● What you will do: Would you copy each line of the data below that has "bytes"?
(The data begins)
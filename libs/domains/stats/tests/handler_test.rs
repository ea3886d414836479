//! Handler tests for the stats server routes.

use axum::body::Body;
use axum::http::{Request, StatusCode};
use domain_stats::*;
use http_body_util::BodyExt;
use serde_json::{Value, json};
use tower::ServiceExt;

async fn json_body<T: serde::de::DeserializeOwned>(body: Body) -> T {
    let bytes = body.collect().await.unwrap().to_bytes();
    serde_json::from_slice(&bytes).unwrap()
}

fn app() -> axum::Router {
    handlers::router(StatsService::new(InMemoryHitRepository::new()))
}

fn post_hit(uri: &str, ip: &str, timestamp: &str) -> Request<Body> {
    Request::builder()
        .method("POST")
        .uri("/hit")
        .header("content-type", "application/json")
        .body(Body::from(
            json!({
                "app": "ewm-main-service",
                "uri": uri,
                "ip": ip,
                "timestamp": timestamp
            })
            .to_string(),
        ))
        .unwrap()
}

fn get(uri: &str) -> Request<Body> {
    Request::builder().uri(uri).body(Body::empty()).unwrap()
}

#[tokio::test]
async fn test_post_hit_returns_201_with_id() {
    let response = app()
        .oneshot(post_hit("/events/1", "10.0.0.1", "2025-03-01 10:00:00"))
        .await
        .unwrap();
    assert_eq!(response.status(), StatusCode::CREATED);

    let hit: Value = json_body(response.into_body()).await;
    assert_eq!(hit["id"], 1);
    assert_eq!(hit["timestamp"], "2025-03-01 10:00:00");
}

#[tokio::test]
async fn test_post_hit_with_bad_timestamp_returns_400() {
    let response = app()
        .oneshot(post_hit("/events/1", "10.0.0.1", "2025-03-01T10:00:00Z"))
        .await
        .unwrap();
    assert_eq!(response.status(), StatusCode::BAD_REQUEST);
}

#[tokio::test]
async fn test_get_stats_unique_and_filtered() {
    let app = app();
    for ip in ["10.0.0.1", "10.0.0.1", "10.0.0.2"] {
        app.clone()
            .oneshot(post_hit("/events/1", ip, "2025-03-01 10:00:00"))
            .await
            .unwrap();
    }
    app.clone()
        .oneshot(post_hit("/events/2", "10.0.0.1", "2025-03-01 10:00:00"))
        .await
        .unwrap();

    let response = app
        .clone()
        .oneshot(get(
            "/stats?start=2025-03-01%2000:00:00&end=2025-03-02%2000:00:00",
        ))
        .await
        .unwrap();
    assert_eq!(response.status(), StatusCode::OK);
    let all: Vec<ViewStats> = json_body(response.into_body()).await;
    assert_eq!(all.len(), 2);
    assert_eq!((all[0].uri.as_str(), all[0].hits), ("/events/1", 3));

    let response = app
        .oneshot(get(
            "/stats?start=2025-03-01%2000:00:00&end=2025-03-02%2000:00:00&uris=/events/1&unique=true",
        ))
        .await
        .unwrap();
    let unique: Vec<ViewStats> = json_body(response.into_body()).await;
    assert_eq!(unique.len(), 1);
    assert_eq!(unique[0].hits, 2);
}

#[tokio::test]
async fn test_get_stats_start_after_end_returns_400() {
    let response = app()
        .oneshot(get(
            "/stats?start=2025-03-02%2000:00:00&end=2025-03-01%2000:00:00",
        ))
        .await
        .unwrap();
    assert_eq!(response.status(), StatusCode::BAD_REQUEST);

    let body: Value = json_body(response.into_body()).await;
    assert_eq!(body["message"], "Start must not be after end");
}

#[tokio::test]
async fn test_get_stats_missing_start_returns_400() {
    let response = app()
        .oneshot(get("/stats?end=2025-03-01%2000:00:00"))
        .await
        .unwrap();
    assert_eq!(response.status(), StatusCode::BAD_REQUEST);
}
use async_trait::async_trait;
use sea_orm::{ConnectionTrait, DatabaseConnection, DbBackend, FromQueryResult, Statement, Value};

use crate::error::{UserError, UserResult};
use crate::models::{NewUser, User};
use crate::repository::UserRepository;

/// PostgreSQL implementation of UserRepository using SeaORM raw statements
#[derive(Clone)]
pub struct PgUserRepository {
    db: DatabaseConnection,
}

impl PgUserRepository {
    pub fn new(db: DatabaseConnection) -> Self {
        Self { db }
    }
}

#[derive(Debug, FromQueryResult)]
struct UserRow {
    id: i64,
    name: String,
    email: String,
}

impl From<UserRow> for User {
    fn from(row: UserRow) -> Self {
        User {
            id: row.id,
            name: row.name,
            email: row.email,
        }
    }
}

/// `$start, $start+1, ...` for an `IN (...)` list of `count` values
fn placeholders(start: usize, count: usize) -> String {
    (start..start + count)
        .map(|i| format!("${}", i))
        .collect::<Vec<_>>()
        .join(", ")
}

fn is_unique_violation(err: &sea_orm::DbErr) -> bool {
    let msg = err.to_string();
    msg.contains("duplicate key") || msg.contains("unique constraint")
}

#[async_trait]
impl UserRepository for PgUserRepository {
    async fn create(&self, input: NewUser) -> UserResult<User> {
        let sql = "INSERT INTO users (name, email) VALUES ($1, $2) RETURNING id, name, email";
        let stmt = Statement::from_sql_and_values(
            DbBackend::Postgres,
            sql,
            [input.name.clone().into(), input.email.clone().into()],
        );

        let row = UserRow::find_by_statement(stmt)
            .one(&self.db)
            .await
            .map_err(|e| {
                if is_unique_violation(&e) {
                    UserError::DuplicateEmail(input.email.clone())
                } else {
                    UserError::Internal(format!("Database error: {}", e))
                }
            })?
            .ok_or_else(|| UserError::Internal("Failed to create user".to_string()))?;

        tracing::info!(user_id = row.id, "Created user");
        Ok(row.into())
    }

    async fn get_by_id(&self, id: i64) -> UserResult<Option<User>> {
        let stmt = Statement::from_sql_and_values(
            DbBackend::Postgres,
            "SELECT id, name, email FROM users WHERE id = $1",
            [id.into()],
        );

        let row = UserRow::find_by_statement(stmt).one(&self.db).await?;
        Ok(row.map(Into::into))
    }

    async fn find_by_ids(&self, ids: &[i64]) -> UserResult<Vec<User>> {
        if ids.is_empty() {
            return Ok(Vec::new());
        }

        let sql = format!(
            "SELECT id, name, email FROM users WHERE id IN ({}) ORDER BY id",
            placeholders(1, ids.len())
        );
        let values: Vec<Value> = ids.iter().map(|id| (*id).into()).collect();
        let stmt = Statement::from_sql_and_values(DbBackend::Postgres, sql, values);

        let rows = UserRow::find_by_statement(stmt).all(&self.db).await?;
        Ok(rows.into_iter().map(Into::into).collect())
    }

    async fn list(&self, ids: &[i64], offset: u64, limit: u64) -> UserResult<Vec<User>> {
        let mut values: Vec<Value> = ids.iter().map(|id| (*id).into()).collect();

        let filter = if ids.is_empty() {
            String::new()
        } else {
            format!("WHERE id IN ({})", placeholders(1, ids.len()))
        };
        let sql = format!(
            "SELECT id, name, email FROM users {} ORDER BY id LIMIT ${} OFFSET ${}",
            filter,
            ids.len() + 1,
            ids.len() + 2
        );
        values.push((limit as i64).into());
        values.push((offset as i64).into());

        let stmt = Statement::from_sql_and_values(DbBackend::Postgres, sql, values);
        let rows = UserRow::find_by_statement(stmt).all(&self.db).await?;
        Ok(rows.into_iter().map(Into::into).collect())
    }

    async fn delete(&self, id: i64) -> UserResult<bool> {
        let stmt = Statement::from_sql_and_values(
            DbBackend::Postgres,
            "DELETE FROM users WHERE id = $1",
            [id.into()],
        );

        let result = self.db.execute_raw(stmt).await?;
        let deleted = result.rows_affected() > 0;
        if deleted {
            tracing::info!(user_id = id, "Deleted user");
        }
        Ok(deleted)
    }

    async fn exists_by_email(&self, email: &str) -> UserResult<bool> {
        let stmt = Statement::from_sql_and_values(
            DbBackend::Postgres,
            "SELECT id, name, email FROM users WHERE LOWER(email) = LOWER($1) LIMIT 1",
            [email.into()],
        );

        let row = UserRow::find_by_statement(stmt).one(&self.db).await?;
        Ok(row.is_some())
    }
}

#[cfg(test)]
mod tests {
    use super::*;

    #[test]
    fn test_placeholders() {
        assert_eq!(placeholders(1, 3), "$1, $2, $3");
        assert_eq!(placeholders(4, 1), "$4");
        assert_eq!(placeholders(1, 0), "");
    }
}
(The data ends)
● Result:
    let bytes = body.collect().await.unwrap().to_bytes();
    serde_json::from_slice(&bytes).unwrap()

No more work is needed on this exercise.